> WHAT THIS TASK INVOLVES:
Can you transcribe every record below exactly as it appears?

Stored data
________________________________________

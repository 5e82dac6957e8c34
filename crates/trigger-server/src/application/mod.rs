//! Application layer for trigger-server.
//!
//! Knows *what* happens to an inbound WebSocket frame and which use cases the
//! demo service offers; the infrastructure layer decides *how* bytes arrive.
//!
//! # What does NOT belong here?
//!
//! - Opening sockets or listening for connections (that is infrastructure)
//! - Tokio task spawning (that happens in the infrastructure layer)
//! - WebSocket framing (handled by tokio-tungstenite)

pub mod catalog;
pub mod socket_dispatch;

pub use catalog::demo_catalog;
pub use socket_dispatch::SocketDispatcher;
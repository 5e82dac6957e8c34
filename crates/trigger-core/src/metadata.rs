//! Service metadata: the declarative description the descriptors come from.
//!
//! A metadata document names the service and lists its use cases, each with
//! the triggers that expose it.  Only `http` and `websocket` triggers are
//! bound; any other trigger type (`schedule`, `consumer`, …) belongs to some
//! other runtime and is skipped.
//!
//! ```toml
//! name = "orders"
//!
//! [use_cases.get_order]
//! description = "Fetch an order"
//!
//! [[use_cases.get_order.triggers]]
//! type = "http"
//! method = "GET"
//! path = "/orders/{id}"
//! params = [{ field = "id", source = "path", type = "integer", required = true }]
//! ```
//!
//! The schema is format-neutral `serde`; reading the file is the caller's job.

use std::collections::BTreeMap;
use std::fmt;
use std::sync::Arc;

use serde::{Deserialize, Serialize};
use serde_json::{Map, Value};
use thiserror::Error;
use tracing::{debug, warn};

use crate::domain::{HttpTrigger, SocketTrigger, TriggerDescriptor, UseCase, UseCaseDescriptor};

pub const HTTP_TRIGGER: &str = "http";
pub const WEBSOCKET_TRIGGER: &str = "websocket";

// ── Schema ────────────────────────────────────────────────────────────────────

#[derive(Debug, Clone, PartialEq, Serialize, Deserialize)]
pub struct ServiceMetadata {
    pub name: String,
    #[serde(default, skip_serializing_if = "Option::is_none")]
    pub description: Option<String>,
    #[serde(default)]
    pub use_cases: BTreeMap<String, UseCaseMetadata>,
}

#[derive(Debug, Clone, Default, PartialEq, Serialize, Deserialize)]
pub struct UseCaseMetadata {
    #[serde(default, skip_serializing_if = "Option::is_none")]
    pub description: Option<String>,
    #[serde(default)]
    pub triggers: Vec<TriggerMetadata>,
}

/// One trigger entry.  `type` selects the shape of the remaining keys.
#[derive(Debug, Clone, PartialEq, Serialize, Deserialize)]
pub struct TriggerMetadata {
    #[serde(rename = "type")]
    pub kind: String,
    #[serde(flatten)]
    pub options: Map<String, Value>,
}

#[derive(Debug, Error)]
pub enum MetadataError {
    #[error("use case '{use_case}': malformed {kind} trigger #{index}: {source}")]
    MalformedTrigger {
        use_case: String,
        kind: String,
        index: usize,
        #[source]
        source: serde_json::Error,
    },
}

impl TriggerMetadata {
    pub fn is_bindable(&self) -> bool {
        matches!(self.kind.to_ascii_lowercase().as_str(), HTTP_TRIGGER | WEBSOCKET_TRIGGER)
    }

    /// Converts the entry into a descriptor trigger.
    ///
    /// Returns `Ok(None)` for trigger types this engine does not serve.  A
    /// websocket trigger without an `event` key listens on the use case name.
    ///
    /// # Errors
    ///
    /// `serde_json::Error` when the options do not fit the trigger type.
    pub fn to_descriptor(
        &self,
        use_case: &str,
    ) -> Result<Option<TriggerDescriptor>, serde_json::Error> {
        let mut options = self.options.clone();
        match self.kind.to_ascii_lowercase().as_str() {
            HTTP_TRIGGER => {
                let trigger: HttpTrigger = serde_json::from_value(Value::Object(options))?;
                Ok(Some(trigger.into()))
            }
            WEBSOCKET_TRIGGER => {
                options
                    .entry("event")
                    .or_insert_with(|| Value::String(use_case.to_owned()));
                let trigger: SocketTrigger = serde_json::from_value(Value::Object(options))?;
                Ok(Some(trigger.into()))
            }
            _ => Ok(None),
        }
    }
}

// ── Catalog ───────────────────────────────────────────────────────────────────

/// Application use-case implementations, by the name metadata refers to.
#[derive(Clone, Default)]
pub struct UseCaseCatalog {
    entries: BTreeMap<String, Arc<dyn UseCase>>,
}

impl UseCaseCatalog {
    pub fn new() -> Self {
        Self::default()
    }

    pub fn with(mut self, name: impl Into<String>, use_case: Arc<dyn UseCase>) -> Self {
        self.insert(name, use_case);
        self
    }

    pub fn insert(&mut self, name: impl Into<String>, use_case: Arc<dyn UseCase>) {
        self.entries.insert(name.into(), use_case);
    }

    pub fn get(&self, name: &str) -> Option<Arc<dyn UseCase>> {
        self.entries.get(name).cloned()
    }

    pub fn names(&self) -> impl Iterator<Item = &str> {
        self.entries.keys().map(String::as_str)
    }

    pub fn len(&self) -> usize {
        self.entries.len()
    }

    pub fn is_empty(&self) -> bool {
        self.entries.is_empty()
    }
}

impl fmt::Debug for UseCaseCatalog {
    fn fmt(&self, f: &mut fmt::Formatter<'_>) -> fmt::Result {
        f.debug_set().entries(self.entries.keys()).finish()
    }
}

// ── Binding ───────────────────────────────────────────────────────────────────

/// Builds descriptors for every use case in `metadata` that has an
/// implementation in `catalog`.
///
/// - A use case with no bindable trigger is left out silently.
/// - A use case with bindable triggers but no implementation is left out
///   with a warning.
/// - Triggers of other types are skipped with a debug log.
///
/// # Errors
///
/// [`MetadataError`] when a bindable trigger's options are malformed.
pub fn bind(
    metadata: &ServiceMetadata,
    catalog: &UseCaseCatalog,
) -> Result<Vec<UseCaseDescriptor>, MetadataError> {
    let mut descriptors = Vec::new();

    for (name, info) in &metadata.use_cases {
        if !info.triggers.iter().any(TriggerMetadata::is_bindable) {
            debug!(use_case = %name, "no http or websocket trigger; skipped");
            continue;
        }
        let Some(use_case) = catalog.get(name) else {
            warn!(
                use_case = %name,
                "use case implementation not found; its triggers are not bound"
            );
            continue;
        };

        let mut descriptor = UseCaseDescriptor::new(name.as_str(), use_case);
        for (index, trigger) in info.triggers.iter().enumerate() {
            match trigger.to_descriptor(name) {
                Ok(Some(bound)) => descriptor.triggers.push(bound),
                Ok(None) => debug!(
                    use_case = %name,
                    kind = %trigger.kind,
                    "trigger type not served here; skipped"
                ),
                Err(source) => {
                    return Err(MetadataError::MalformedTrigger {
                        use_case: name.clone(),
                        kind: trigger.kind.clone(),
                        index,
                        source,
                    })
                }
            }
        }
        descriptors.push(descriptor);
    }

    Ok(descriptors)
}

________________________________________

> OUTPUT OF THE TASK:
repository 5e82dac6957e8c34
filename crates/trigger-server/src/application/mod.rs
//! Application layer for trigger-server.
//!
//! Knows *what* happens to an inbound WebSocket frame and which use cases the
//! demo service offers; the infrastructure layer decides *how* bytes arrive.
//!
//! # What does NOT belong here?
//!
//! - Opening sockets or listening for connections (that is infrastructure)
//! - Tokio task spawning (that happens in the infrastructure layer)
//! - WebSocket framing (handled by tokio-tungstenite)

pub mod catalog;
pub mod socket_dispatch;

pub use catalog::demo_catalog;
pub use socket_dispatch::SocketDispatcher;
repository 5e82dac6957e8c34
filename crates/trigger-core/src/metadata.rs
//! Service metadata: the declarative description the descriptors come from.
//!
//! A metadata document names the service and lists its use cases, each with
//! the triggers that expose it.  Only `http` and `websocket` triggers are
//! bound; any other trigger type (`schedule`, `consumer`, …) belongs to some
//! other runtime and is skipped.
//!
//! ```toml
//! name = "orders"
//!
//! [use_cases.get_order]
//! description = "Fetch an order"
//!
//! [[use_cases.get_order.triggers]]
//! type = "http"
//! method = "GET"
//! path = "/orders/{id}"
//! params = [{ field = "id", source = "path", type = "integer", required = true }]
//! ```
//!
//! The schema is format-neutral `serde`; reading the file is the caller's job.

use std::collections::BTreeMap;
use std::fmt;
use std::sync::Arc;

use serde::{Deserialize, Serialize};
use serde_json::{Map, Value};
use thiserror::Error;
use tracing::{debug, warn};

use crate::domain::{HttpTrigger, SocketTrigger, TriggerDescriptor, UseCase, UseCaseDescriptor};

pub const HTTP_TRIGGER: &str = "http";
pub const WEBSOCKET_TRIGGER: &str = "websocket";

// ── Schema ────────────────────────────────────────────────────────────────────

#[derive(Debug, Clone, PartialEq, Serialize, Deserialize)]
pub struct ServiceMetadata {
    pub name: String,
    #[serde(default, skip_serializing_if = "Option::is_none")]
    pub description: Option<String>,
    #[serde(default)]
    pub use_cases: BTreeMap<String, UseCaseMetadata>,
}

#[derive(Debug, Clone, Default, PartialEq, Serialize, Deserialize)]
pub struct UseCaseMetadata {
    #[serde(default, skip_serializing_if = "Option::is_none")]
    pub description: Option<String>,
    #[serde(default)]
    pub triggers: Vec<TriggerMetadata>,
}

/// One trigger entry.  `type` selects the shape of the remaining keys.
#[derive(Debug, Clone, PartialEq, Serialize, Deserialize)]
pub struct TriggerMetadata {
    #[serde(rename = "type")]
    pub kind: String,
    #[serde(flatten)]
    pub options: Map<String, Value>,
}

#[derive(Debug, Error)]
pub enum MetadataError {
    #[error("use case '{use_case}': malformed {kind} trigger #{index}: {source}")]
    MalformedTrigger {
        use_case: String,
        kind: String,
        index: usize,
        #[source]
        source: serde_json::Error,
    },
}

impl TriggerMetadata {
    pub fn is_bindable(&self) -> bool {
        matches!(self.kind.to_ascii_lowercase().as_str(), HTTP_TRIGGER | WEBSOCKET_TRIGGER)
    }

    /// Converts the entry into a descriptor trigger.
    ///
    /// Returns `Ok(None)` for trigger types this engine does not serve.  A
    /// websocket trigger without an `event` key listens on the use case name.
    ///
    /// # Errors
    ///
    /// `serde_json::Error` when the options do not fit the trigger type.
    pub fn to_descriptor(
        &self,
        use_case: &str,
    ) -> Result<Option<TriggerDescriptor>, serde_json::Error> {
        let mut options = self.options.clone();
        match self.kind.to_ascii_lowercase().as_str() {
            HTTP_TRIGGER => {
                let trigger: HttpTrigger = serde_json::from_value(Value::Object(options))?;
                Ok(Some(trigger.into()))
            }
            WEBSOCKET_TRIGGER => {
                options
                    .entry("event")
                    .or_insert_with(|| Value::String(use_case.to_owned()));
                let trigger: SocketTrigger = serde_json::from_value(Value::Object(options))?;
                Ok(Some(trigger.into()))
            }
            _ => Ok(None),
        }
    }
}

// ── Catalog ───────────────────────────────────────────────────────────────────

/// Application use-case implementations, by the name metadata refers to.
#[derive(Clone, Default)]
pub struct UseCaseCatalog {
    entries: BTreeMap<String, Arc<dyn UseCase>>,
}

impl UseCaseCatalog {
    pub fn new() -> Self {
        Self::default()
    }

    pub fn with(mut self, name: impl Into<String>, use_case: Arc<dyn UseCase>) -> Self {
        self.insert(name, use_case);
        self
    }

    pub fn insert(&mut self, name: impl Into<String>, use_case: Arc<dyn UseCase>) {
        self.entries.insert(name.into(), use_case);
    }

    pub fn get(&self, name: &str) -> Option<Arc<dyn UseCase>> {
        self.entries.get(name).cloned()
    }

    pub fn names(&self) -> impl Iterator<Item = &str> {
        self.entries.keys().map(String::as_str)
    }

    pub fn len(&self) -> usize {
        self.entries.len()
    }

    pub fn is_empty(&self) -> bool {
        self.entries.is_empty()
    }
}

impl fmt::Debug for UseCaseCatalog {
    fn fmt(&self, f: &mut fmt::Formatter<'_>) -> fmt::Result {
        f.debug_set().entries(self.entries.keys()).finish()
    }
}

// ── Binding ───────────────────────────────────────────────────────────────────

/// Builds descriptors for every use case in `metadata` that has an
/// implementation in `catalog`.
///
/// - A use case with no bindable trigger is left out silently.
/// - A use case with bindable triggers but no implementation is left out
///   with a warning.
/// - Triggers of other types are skipped with a debug log.
///
/// # Errors
///
/// [`MetadataError`] when a bindable trigger's options are malformed.
pub fn bind(
    metadata: &ServiceMetadata,
    catalog: &UseCaseCatalog,
) -> Result<Vec<UseCaseDescriptor>, MetadataError> {
    let mut descriptors = Vec::new();

    for (name, info) in &metadata.use_cases {
        if !info.triggers.iter().any(TriggerMetadata::is_bindable) {
            debug!(use_case = %name, "no http or websocket trigger; skipped");
            continue;
        }
        let Some(use_case) = catalog.get(name) else {
            warn!(
                use_case = %name,
                "use case implementation not found; its triggers are not bound"
            );
            continue;
        };

        let mut descriptor = UseCaseDescriptor::new(name.as_str(), use_case);
        for (index, trigger) in info.triggers.iter().enumerate() {
            match trigger.to_descriptor(name) {
                Ok(Some(bound)) => descriptor.triggers.push(bound),
                Ok(None) => debug!(
                    use_case = %name,
                    kind = %trigger.kind,
                    "trigger type not served here; skipped"
                ),
                Err(source) => {
                    return Err(MetadataError::MalformedTrigger {
                        use_case: name.clone(),
                        kind: trigger.kind.clone(),
                        index,
                        source,
                    })
                }
            }
        }
        descriptors.push(descriptor);
    }

    Ok(descriptors)
}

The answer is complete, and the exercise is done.